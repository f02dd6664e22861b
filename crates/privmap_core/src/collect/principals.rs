//! Local groups and their members.

use super::{Collector, HostEnumerator};
use crate::error::Result;
use crate::record::MemberRecord;
use crate::staging::Store;
use crate::types::PrincipalKind;
use tracing::info;

pub(super) fn collect_groups(c: &Collector<'_>, host: &dyn HostEnumerator) -> Result<()> {
    let groups = host.local_groups()?;
    info!(groups = groups.len(), "collecting group membership");

    // Every group name is claimed as a group before any member is staged,
    // so nested groups never land as users.
    let mut staged = Vec::with_capacity(groups.len());
    for group in &groups {
        c.count_examined();
        match c.stage_principal(&group.name, PrincipalKind::Group, None) {
            Ok(id) => staged.push((group, id)),
            Err(e) => c.skip(&group.name, e),
        }
    }

    for (group, group_id) in staged {
        for member in &group.members {
            let outcome = c
                .stage_principal(member, PrincipalKind::User, Some(group_id))
                .and_then(|member| {
                    c.staging.append(
                        Store::Members,
                        &MemberRecord {
                            member,
                            group: group_id,
                        },
                    )
                });
            if let Err(e) = outcome {
                c.skip(member, e);
            }
        }
    }
    Ok(())
}
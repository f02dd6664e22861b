mod harness;
mod scenarios;
//! Staged records through schema, load, and relationships to privilege paths.

use crate::harness::{Node, Scenario};
use privmap_core::{AbusableRight, EdgeKind, NodeKind, RunnerKind};

#[test]
fn test_group_member_reaches_writable_exe() {
    Scenario::new("Group member reaches writable exe")
        .stage_dir("c:/tools")
        .stage_exe("c:/tools/a.exe")
        .stage_principal("tools-admins")
        .stage_principal_in("alice", "tools-admins")
        .stage_ace("tools-admins", "GENERIC_WRITE", NodeKind::Exe, "c:/tools/a.exe")
        .process()
        .assert_no_failures()
        .assert_created(4)
        .assert_nodes(4)
        .assert_edge(
            Node::principal("alice"),
            EdgeKind::MemberOf,
            Node::principal("tools-admins"),
        )
        .assert_edge(
            Node::principal("tools-admins"),
            EdgeKind::Acl(AbusableRight::GenericWrite),
            Node::path("c:/tools/a.exe"),
        )
        .assert_path_count(Node::principal("alice"), Node::path("c:/tools/a.exe"), 1)
        .assert_shortest_path(
            Node::principal("alice"),
            Node::path("c:/tools/a.exe"),
            vec![EdgeKind::MemberOf, EdgeKind::Acl(AbusableRight::GenericWrite)],
        )
        .run()
        .unwrap();
}

#[test]
fn test_directory_contains_file_once() {
    Scenario::new("Directory contains file once")
        .stage_dir("C:\\Tools")
        .stage_exe("\"C:\\Tools\\A.EXE\"")
        .stage_exe("c:/tools/a.exe")
        .process()
        .assert_label_count("Exe", 1)
        .assert_label_count("Directory", 1)
        .assert_edge_count(EdgeKind::Contains, 1)
        .assert_edge(Node::path("c:/tools"), EdgeKind::Contains, Node::path("c:/tools/a.exe"))
        .run()
        .unwrap();
}

#[test]
fn test_service_runner_chain_to_system() {
    let exe = r"C:\Windows\System32\spoolsv.exe";
    Scenario::new("Writable service binary leads to SYSTEM")
        .stage_dir("c:/windows/system32")
        .stage_runner(RunnerKind::Service, "Spooler", exe, "LocalSystem")
        .stage_ace("users", "WRITE_DACL", NodeKind::Exe, exe)
        .process()
        .assert_no_failures()
        .assert_edge(Node::path(exe), EdgeKind::ExecutedBy, Node::runner("service:spooler"))
        .assert_edge(
            Node::runner("service:spooler"),
            EdgeKind::RunsAs,
            Node::principal("NT AUTHORITY\\SYSTEM"),
        )
        .assert_edge(
            Node::path("c:/windows/system32"),
            EdgeKind::Hosts,
            Node::runner("service:spooler"),
        )
        .assert_shortest_path(
            Node::principal("users"),
            Node::principal("system"),
            vec![
                EdgeKind::Acl(AbusableRight::WriteDacl),
                EdgeKind::ExecutedBy,
                EdgeKind::RunsAs,
            ],
        )
        .run()
        .unwrap();
}

#[test]
fn test_imports_and_forwards() {
    Scenario::new("Imports and forwards become dependency edges")
        .stage_dir("c:/tools")
        .stage_exe("c:/tools/a.exe")
        .stage_dll("c:/tools/b.dll")
        .stage_import("c:/tools/a.exe", "b.dll!Run")
        .stage_import("c:/tools/a.exe", "B.DLL!run")
        .stage_forward("c:/tools/b.dll", "kernel32.dll!CreateFileW")
        .process()
        .assert_no_failures()
        .assert_label_count("Dep", 2)
        .assert_edge_count(EdgeKind::ImportedBy, 1)
        .assert_edge(Node::dep("b.dll!run"), EdgeKind::ImportedBy, Node::path("c:/tools/a.exe"))
        .assert_edge(
            Node::path("c:/tools/b.dll"),
            EdgeKind::Forwards,
            Node::dep("kernel32.dll!createfilew"),
        )
        .run()
        .unwrap();
}

#[test]
fn test_group_hint_and_member_store_agree() {
    Scenario::new("Group hint and member store give one edge")
        .stage_principal("tools-admins")
        .stage_principal_in("alice", "tools-admins")
        .stage_member("alice", "tools-admins")
        .process()
        .assert_no_failures()
        .assert_label_count("Principal", 2)
        .assert_edge_count(EdgeKind::MemberOf, 1)
        .run()
        .unwrap();
}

---+---

• **Activity**: Transcribe every record exactly, keeping each line as it is.

• **Answer area**:
repository f02dd6664e22861b
filename crates/privmap_core/src/collect/principals.rs
//! Local groups and their members.

use super::{Collector, HostEnumerator};
use crate::error::Result;
use crate::record::MemberRecord;
use crate::staging::Store;
use crate::types::PrincipalKind;
use tracing::info;

pub(super) fn collect_groups(c: &Collector<'_>, host: &dyn HostEnumerator) -> Result<()> {
    let groups = host.local_groups()?;
    info!(groups = groups.len(), "collecting group membership");

    // Every group name is claimed as a group before any member is staged,
    // so nested groups never land as users.
    let mut staged = Vec::with_capacity(groups.len());
    for group in &groups {
        c.count_examined();
        match c.stage_principal(&group.name, PrincipalKind::Group, None) {
            Ok(id) => staged.push((group, id)),
            Err(e) => c.skip(&group.name, e),
        }
    }

    for (group, group_id) in staged {
        for member in &group.members {
            let outcome = c
                .stage_principal(member, PrincipalKind::User, Some(group_id))
                .and_then(|member| {
                    c.staging.append(
                        Store::Members,
                        &MemberRecord {
                            member,
                            group: group_id,
                        },
                    )
                });
            if let Err(e) = outcome {
                c.skip(member, e);
            }
        }
    }
    Ok(())
}
repository f02dd6664e22861b
mod harness;
mod scenarios;
//! Staged records through schema, load, and relationships to privilege paths.

use crate::harness::{Node, Scenario};
use privmap_core::{AbusableRight, EdgeKind, NodeKind, RunnerKind};

#[test]
fn test_group_member_reaches_writable_exe() {
    Scenario::new("Group member reaches writable exe")
        .stage_dir("c:/tools")
        .stage_exe("c:/tools/a.exe")
        .stage_principal("tools-admins")
        .stage_principal_in("alice", "tools-admins")
        .stage_ace("tools-admins", "GENERIC_WRITE", NodeKind::Exe, "c:/tools/a.exe")
        .process()
        .assert_no_failures()
        .assert_created(4)
        .assert_nodes(4)
        .assert_edge(
            Node::principal("alice"),
            EdgeKind::MemberOf,
            Node::principal("tools-admins"),
        )
        .assert_edge(
            Node::principal("tools-admins"),
            EdgeKind::Acl(AbusableRight::GenericWrite),
            Node::path("c:/tools/a.exe"),
        )
        .assert_path_count(Node::principal("alice"), Node::path("c:/tools/a.exe"), 1)
        .assert_shortest_path(
            Node::principal("alice"),
            Node::path("c:/tools/a.exe"),
            vec![EdgeKind::MemberOf, EdgeKind::Acl(AbusableRight::GenericWrite)],
        )
        .run()
        .unwrap();
}

#[test]
fn test_directory_contains_file_once() {
    Scenario::new("Directory contains file once")
        .stage_dir("C:\\Tools")
        .stage_exe("\"C:\\Tools\\A.EXE\"")
        .stage_exe("c:/tools/a.exe")
        .process()
        .assert_label_count("Exe", 1)
        .assert_label_count("Directory", 1)
        .assert_edge_count(EdgeKind::Contains, 1)
        .assert_edge(Node::path("c:/tools"), EdgeKind::Contains, Node::path("c:/tools/a.exe"))
        .run()
        .unwrap();
}

#[test]
fn test_service_runner_chain_to_system() {
    let exe = r"C:\Windows\System32\spoolsv.exe";
    Scenario::new("Writable service binary leads to SYSTEM")
        .stage_dir("c:/windows/system32")
        .stage_runner(RunnerKind::Service, "Spooler", exe, "LocalSystem")
        .stage_ace("users", "WRITE_DACL", NodeKind::Exe, exe)
        .process()
        .assert_no_failures()
        .assert_edge(Node::path(exe), EdgeKind::ExecutedBy, Node::runner("service:spooler"))
        .assert_edge(
            Node::runner("service:spooler"),
            EdgeKind::RunsAs,
            Node::principal("NT AUTHORITY\\SYSTEM"),
        )
        .assert_edge(
            Node::path("c:/windows/system32"),
            EdgeKind::Hosts,
            Node::runner("service:spooler"),
        )
        .assert_shortest_path(
            Node::principal("users"),
            Node::principal("system"),
            vec![
                EdgeKind::Acl(AbusableRight::WriteDacl),
                EdgeKind::ExecutedBy,
                EdgeKind::RunsAs,
            ],
        )
        .run()
        .unwrap();
}

#[test]
fn test_imports_and_forwards() {
    Scenario::new("Imports and forwards become dependency edges")
        .stage_dir("c:/tools")
        .stage_exe("c:/tools/a.exe")
        .stage_dll("c:/tools/b.dll")
        .stage_import("c:/tools/a.exe", "b.dll!Run")
        .stage_import("c:/tools/a.exe", "B.DLL!run")
        .stage_forward("c:/tools/b.dll", "kernel32.dll!CreateFileW")
        .process()
        .assert_no_failures()
        .assert_label_count("Dep", 2)
        .assert_edge_count(EdgeKind::ImportedBy, 1)
        .assert_edge(Node::dep("b.dll!run"), EdgeKind::ImportedBy, Node::path("c:/tools/a.exe"))
        .assert_edge(
            Node::path("c:/tools/b.dll"),
            EdgeKind::Forwards,
            Node::dep("kernel32.dll!createfilew"),
        )
        .run()
        .unwrap();
}

#[test]
fn test_group_hint_and_member_store_agree() {
    Scenario::new("Group hint and member store give one edge")
        .stage_principal("tools-admins")
        .stage_principal_in("alice", "tools-admins")
        .stage_member("alice", "tools-admins")
        .process()
        .assert_no_failures()
        .assert_label_count("Principal", 2)
        .assert_edge_count(EdgeKind::MemberOf, 1)
        .run()
        .unwrap();
}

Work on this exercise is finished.